Glean is an enterprise AI platform that consolidates knowledge from dozens of business applications into one searchable system. Integrations enable organizations to connect data sources securely while respecting access controls. Administrators add connectors, configure permissions, initiate crawls, and maintain ongoing syncs for performance and data freshness.

Hub and spoke diagram showing Glean at center connected to apps, security, search, data, and access
Hub and spoke diagram showing Glean at center connected to apps, security, search, data, and access

🎯 Key Point: Proper integration setup is essential for maximizing your knowledge discovery capabilities while maintaining enterprise security standards.

"Organizations with well-configured knowledge management systems see 40% faster information retrieval and 25% improved decision-making speed." β€” Enterprise Knowledge Research, 2024
Statistics showing 40% faster retrieval, 25% improved decisions, and 2024 research
Statistics showing 40% faster retrieval, 25% improved decisions, and 2024 research

⚠️ Warning: Always test permission mappings before enabling full data crawls to prevent unauthorized access to sensitive information.

Integration Phase

Initial Setup

Key Actions: Add connectors, configure OAuth

Timeline: 1-2 hours

Permission Config

Key Actions: Map access controls, test security

Timeline: 2-4 hours

Data Crawling

Key Actions: Start initial sync, monitor progress

Timeline: 4-24 hours

Ongoing Maintenance

Key Actions: Schedule regular syncs, update permissions

Timeline: Weekly

Process flow showing setup, configure, and crawl phases
Process flow showing setup, configure, and crawl phases

Gathering the Right People and Permissions

Set up two types of administrators: one who manages single sign-on settings through your identity provider (Okta, Microsoft Entra ID, or similar), and data-source administrators for each application you plan to connect (Slack, Google Workspace, Salesforce, Jira, etc.).
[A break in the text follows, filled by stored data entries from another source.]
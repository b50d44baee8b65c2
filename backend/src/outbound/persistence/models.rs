//! Internal Diesel row structs and their conversions to domain types.
//!
//! Rows are re-validated on the way out so a hand-edited database cannot
//! smuggle malformed values into the domain.

use std::fmt::Display;

use chrono::NaiveDate;
use diesel::prelude::*;
use uuid::Uuid;

use crate::domain::ports::StoreError;
use crate::domain::{
    Account, Customer, CustomerId, EmailAddress, Error, ExternalId, Mechanic, MechanicId, Part,
    PartId, PartName, PasswordHash, PersonName, PhoneNumber, Profile, Salary, ServiceDescription,
    UnitPrice, Vin,
};

use super::schema::{customers, mechanics, part_usages, parts, service_mechanics, service_tickets};

pub(crate) fn corrupt(what: &str, detail: impl Display) -> Error {
    StoreError::query(format!("stored {what} is invalid: {detail}")).into()
}

pub(crate) fn to_quantity(raw: i32) -> Result<u32, Error> {
    u32::try_from(raw).map_err(|error| corrupt("quantity", error))
}

pub(crate) fn from_quantity(quantity: u32) -> Result<i32, Error> {
    i32::try_from(quantity).map_err(|_| Error::validation("Quantity is too large"))
}

fn account(
    external_id: Uuid,
    name: String,
    email: String,
    phone: String,
    password_hash: String,
    revocation_counter: i64,
) -> Result<Account, Error> {
    Ok(Account {
        external_id: ExternalId::from_uuid(external_id),
        profile: Profile {
            name: PersonName::new(name).map_err(|error| corrupt("name", error))?,
            email: EmailAddress::new(email).map_err(|error| corrupt("email", error))?,
            phone: PhoneNumber::new(phone).map_err(|error| corrupt("phone", error))?,
        },
        password_hash: PasswordHash::from_encoded(password_hash),
        revocation_counter,
    })
}

// ---------------------------------------------------------------------------
// Identities
// ---------------------------------------------------------------------------

#[derive(Debug, Clone, Queryable, Selectable)]
#[diesel(table_name = customers)]
#[diesel(check_for_backend(diesel::pg::Pg))]
pub(crate) struct CustomerRow {
    pub id: i64,
    pub external_id: Uuid,
    pub name: String,
    pub email: String,
    pub phone: String,
    pub password_hash: String,
    pub revocation_counter: i64,
}

impl TryFrom<CustomerRow> for Customer {
    type Error = Error;

    fn try_from(row: CustomerRow) -> Result<Self, Self::Error> {
        Ok(Self {
            id: CustomerId::new(row.id),
            account: account(
                row.external_id,
                row.name,
                row.email,
                row.phone,
                row.password_hash,
                row.revocation_counter,
            )?,
        })
    }
}

#[derive(Debug, Clone, Insertable)]
#[diesel(table_name = customers)]
pub(crate) struct NewCustomerRow<'a> {
    pub external_id: Uuid,
    pub name: &'a str,
    pub email: &'a str,
    pub phone: &'a str,
    pub password_hash: &'a str,
    pub revocation_counter: i64,
}

impl<'a> From<&'a Account> for NewCustomerRow<'a> {
    fn from(account: &'a Account) -> Self {
        Self {
            external_id: *account.external_id.as_uuid(),
            name: account.profile.name.as_ref(),
            email: account.profile.email.as_ref(),
            phone: account.profile.phone.as_ref(),
            password_hash: account.password_hash.as_str(),
            revocation_counter: account.revocation_counter,
        }
    }
}

#[derive(Debug, Clone, AsChangeset)]
#[diesel(table_name = customers)]
pub(crate) struct CustomerChangeset<'a> {
    pub name: &'a str,
    pub email: &'a str,
    pub phone: &'a str,
    pub password_hash: &'a str,
    pub revocation_counter: i64,
}

impl<'a> From<&'a Account> for CustomerChangeset<'a> {
    fn from(account: &'a Account) -> Self {
        Self {
            name: account.profile.name.as_ref(),
            email: account.profile.email.as_ref(),
            phone: account.profile.phone.as_ref(),
            password_hash: account.password_hash.as_str(),
            revocation_counter: account.revocation_counter,
        }
    }
}

#[derive(Debug, Clone, Queryable, Selectable)]
#[diesel(table_name = mechanics)]
#[diesel(check_for_backend(diesel::pg::Pg))]
pub(crate) struct MechanicRow {
    pub id: i64,
    pub external_id: Uuid,
    pub name: String,
    pub email: String,
    pub phone: String,
    pub password_hash: String,
    pub revocation_counter: i64,
    pub salary: i64,
}

impl TryFrom<MechanicRow> for Mechanic {
    type Error = Error;

    fn try_from(row: MechanicRow) -> Result<Self, Self::Error> {
        Ok(Self {
            id: MechanicId::new(row.id),
            account: account(
                row.external_id,
                row.name,
                row.email,
                row.phone,
                row.password_hash,
                row.revocation_counter,
            )?,
            salary: Salary::new(row.salary).map_err(|error| corrupt("salary", error))?,
        })
    }
}

#[derive(Debug, Clone, Insertable)]
#[diesel(table_name = mechanics)]
pub(crate) struct NewMechanicRow<'a> {
    pub external_id: Uuid,
    pub name: &'a str,
    pub email: &'a str,
    pub phone: &'a str,
    pub password_hash: &'a str,
    pub revocation_counter: i64,
    pub salary: i64,
}

impl<'a> NewMechanicRow<'a> {
    pub fn new(account: &'a Account, salary: Salary) -> Self {
        Self {
            external_id: *account.external_id.as_uuid(),
            name: account.profile.name.as_ref(),
            email: account.profile.email.as_ref(),
            phone: account.profile.phone.as_ref(),
            password_hash: account.password_hash.as_str(),
            revocation_counter: account.revocation_counter,
            salary: salary.get(),
        }
    }
}

#[derive(Debug, Clone, AsChangeset)]
#[diesel(table_name = mechanics)]
pub(crate) struct MechanicChangeset<'a> {
    pub name: &'a str,
    pub email: &'a str,
    pub phone: &'a str,
    pub password_hash: &'a str,
    pub revocation_counter: i64,
    pub salary: i64,
}

impl<'a> From<&'a Mechanic> for MechanicChangeset<'a> {
    fn from(mechanic: &'a Mechanic) -> Self {
        let account = &mechanic.account;
        Self {
            name: account.profile.name.as_ref(),
            email: account.profile.email.as_ref(),
            phone: account.profile.phone.as_ref(),
            password_hash: account.password_hash.as_str(),
            revocation_counter: account.revocation_counter,
            salary: mechanic.salary.get(),
        }
    }
}

// ---------------------------------------------------------------------------
// Parts
// ---------------------------------------------------------------------------

#[derive(Debug, Clone, Queryable, Selectable)]
#[diesel(table_name = parts)]
#[diesel(check_for_backend(diesel::pg::Pg))]
pub(crate) struct PartRow {
    pub id: i64,
    pub name: String,
    pub price_cents: i64,
    pub quantity_on_hand: i32,
}

impl TryFrom<PartRow> for Part {
    type Error = Error;

    fn try_from(row: PartRow) -> Result<Self, Self::Error> {
        Ok(Self {
            id: PartId::new(row.id),
            name: PartName::new(row.name).map_err(|error| corrupt("part name", error))?,
            price: UnitPrice::from_cents(row.price_cents)
                .map_err(|error| corrupt("price", error))?,
            quantity_on_hand: to_quantity(row.quantity_on_hand)?,
        })
    }
}

#[derive(Debug, Clone, Insertable, AsChangeset)]
#[diesel(table_name = parts)]
pub(crate) struct PartValues<'a> {
    pub name: &'a str,
    pub price_cents: i64,
    pub quantity_on_hand: i32,
}

impl<'a> PartValues<'a> {
    pub fn new(name: &'a PartName, price: UnitPrice, quantity_on_hand: u32) -> Result<Self, Error> {
        Ok(Self {
            name: name.as_ref(),
            price_cents: price.cents(),
            quantity_on_hand: from_quantity(quantity_on_hand)?,
        })
    }
}

// ---------------------------------------------------------------------------
// Tickets
// ---------------------------------------------------------------------------

#[derive(Debug, Clone, Queryable, Selectable)]
#[diesel(table_name = service_tickets)]
#[diesel(check_for_backend(diesel::pg::Pg))]
pub(crate) struct TicketRecord {
    pub id: i64,
    pub vin: String,
    pub service_date: NaiveDate,
    pub service_desc: String,
    pub customer_id: i64,
}

impl TicketRecord {
    pub fn vin(&self) -> Result<Vin, Error> {
        Vin::new(&self.vin).map_err(|error| corrupt("VIN", error))
    }

    pub fn description(&self) -> Result<ServiceDescription, Error> {
        ServiceDescription::new(&self.service_desc).map_err(|error| corrupt("description", error))
    }
}

#[derive(Debug, Clone, Insertable, AsChangeset)]
#[diesel(table_name = service_tickets)]
pub(crate) struct TicketValues<'a> {
    pub vin: &'a str,
    pub service_date: NaiveDate,
    pub service_desc: &'a str,
    pub customer_id: i64,
}

#[derive(Debug, Clone, Copy, Queryable, Selectable, Insertable)]
#[diesel(table_name = service_mechanics)]
#[diesel(check_for_backend(diesel::pg::Pg))]
pub(crate) struct AssignmentRow {
    pub service_ticket_id: i64,
    pub mechanic_id: i64,
}

#[derive(Debug, Clone, Copy, Queryable, Selectable, Insertable)]
#[diesel(table_name = part_usages)]
#[diesel(check_for_backend(diesel::pg::Pg))]
pub(crate) struct UsageRow {
    pub service_ticket_id: i64,
    pub part_id: i64,
    pub quantity_used: i32,
}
These individuals grant Glean permission to access your systems and provide limited credentials during setup. If your SSO uses SAML instead of OIDC, select a reliable people data source earlyβ€”such as Azure AD, Workday, or your HR systemβ€”to avoid delays during connector configuration.

Log in to your Glean workspace as an administrator and navigate to the data sources section. Click to add a new app or connector, then browse the library of over 100 pre-built options organized by category: communication, project management, cloud storage, and customer relationship management. Select your target application and follow the on-screen instructions. You can save your progress at any point to gather additional credentials or consult your data-source admin.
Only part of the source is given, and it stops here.